> _Exercise goal_
Go through the records, and copy each line in which the string "false" is present.

> _Supplied data_
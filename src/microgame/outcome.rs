//! Outcome reporting primitives.
//!
//! A challenge receives a [`MicrogameTicket`] when it begins. The ticket is
//! consumed to produce the play's single [`MicrogameOutcome`]. Challenges
//! that resolve from a `&mut self` update loop can park the ticket in an
//! [`OutcomeSlot`], which yields an outcome at most once.

use serde::{Deserialize, Serialize};

use crate::core::{ChallengeId, ChallengeInstanceId};

/// Win/lose tag of a finished microgame.
#[derive(Clone, Copy, Debug, PartialEq, Eq, Hash, Serialize, Deserialize)]
#[serde(rename_all = "snake_case")]
pub enum MicrogameResult {
    /// The player completed the challenge.
    Won,
    /// The player failed or ran out of time.
    Lost,
}

impl MicrogameResult {
    /// Convert from the boolean form challenges usually track.
    #[must_use]
    pub const fn from_won(won: bool) -> Self {
        if won {
            MicrogameResult::Won
        } else {
            MicrogameResult::Lost
        }
    }

    /// Check if this is a win.
    #[must_use]
    pub const fn is_won(self) -> bool {
        matches!(self, MicrogameResult::Won)
    }
}

/// Result of one play of one challenge.
///
/// Only a [`MicrogameTicket`] can create one, so every outcome names the play
/// it belongs to.
#[derive(Clone, Debug, PartialEq, Eq, Serialize)]
pub struct MicrogameOutcome {
    challenge: ChallengeId,
    instance: ChallengeInstanceId,
    result: MicrogameResult,
}

impl MicrogameOutcome {
    /// The challenge that produced this outcome.
    #[must_use]
    pub fn challenge(&self) -> &ChallengeId {
        &self.challenge
    }

    /// The play that produced this outcome.
    #[must_use]
    pub fn instance(&self) -> ChallengeInstanceId {
        self.instance
    }

    /// Win/lose tag.
    #[must_use]
    pub fn result(&self) -> MicrogameResult {
        self.result
    }

    /// Check if the play was won.
    #[must_use]
    pub fn won(&self) -> bool {
        self.result.is_won()
    }
}

/// Permission to report the outcome of one play.
///
/// Issued by the orchestrator when a selected challenge begins. Not `Clone`:
/// reporting consumes it.
#[derive(Debug, PartialEq, Eq)]
pub struct MicrogameTicket {
    challenge: ChallengeId,
    instance: ChallengeInstanceId,
}

impl MicrogameTicket {
    pub(crate) fn new(challenge: ChallengeId, instance: ChallengeInstanceId) -> Self {
        Self { challenge, instance }
    }

    /// The challenge to play.
    #[must_use]
    pub fn challenge(&self) -> &ChallengeId {
        &self.challenge
    }

    /// The play this ticket belongs to.
    #[must_use]
    pub fn instance(&self) -> ChallengeInstanceId {
        self.instance
    }

    /// Consume the ticket, producing the play's outcome.
    #[must_use]
    pub fn finish(self, won: bool) -> MicrogameOutcome {
        MicrogameOutcome {
            challenge: self.challenge,
            instance: self.instance,
            result: MicrogameResult::from_won(won),
        }
    }

    /// Shorthand for `finish(true)`.
    #[must_use]
    pub fn win(self) -> MicrogameOutcome {
        self.finish(true)
    }

    /// Shorthand for `finish(false)`.
    #[must_use]
    pub fn lose(self) -> MicrogameOutcome {
        self.finish(false)
    }
}

/// Holds a ticket until the challenge resolves, then stays empty.
///
/// ```
/// use rust_microgames::core::RoundConfig;
/// use rust_microgames::microgame::OutcomeSlot;
/// use rust_microgames::Orchestrator;
///
/// let mut orchestrator = Orchestrator::with_seed(RoundConfig::default(), 1);
/// orchestrator.start_round(RoundConfig::default()).unwrap();
/// let launch = orchestrator.begin_selected_challenge().unwrap();
///
/// let mut slot = OutcomeSlot::new(launch.ticket);
/// assert!(slot.resolve(true).is_some());
/// assert!(slot.resolve(false).is_none());
/// ```
#[derive(Debug, Default)]
pub struct OutcomeSlot {
    ticket: Option<MicrogameTicket>,
}

impl OutcomeSlot {
    /// Park a ticket.
    #[must_use]
    pub fn new(ticket: MicrogameTicket) -> Self {
        Self { ticket: Some(ticket) }
    }

    /// Check if the outcome has already been produced (or no ticket was given).
    #[must_use]
    pub fn is_resolved(&self) -> bool {
        self.ticket.is_none()
    }

    /// The challenge this slot reports for, while unresolved.
    #[must_use]
    pub fn challenge(&self) -> Option<&ChallengeId> {
        self.ticket.as_ref().map(MicrogameTicket::challenge)
    }

    /// Produce the outcome the first time; `None` afterwards.
    pub fn resolve(&mut self, won: bool) -> Option<MicrogameOutcome> {
        self.ticket.take().map(|ticket| ticket.finish(won))
    }
}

> _Task answer_
    /// Shorthand for `finish(false)`.
        self.finish(false)
/// assert!(slot.resolve(false).is_none());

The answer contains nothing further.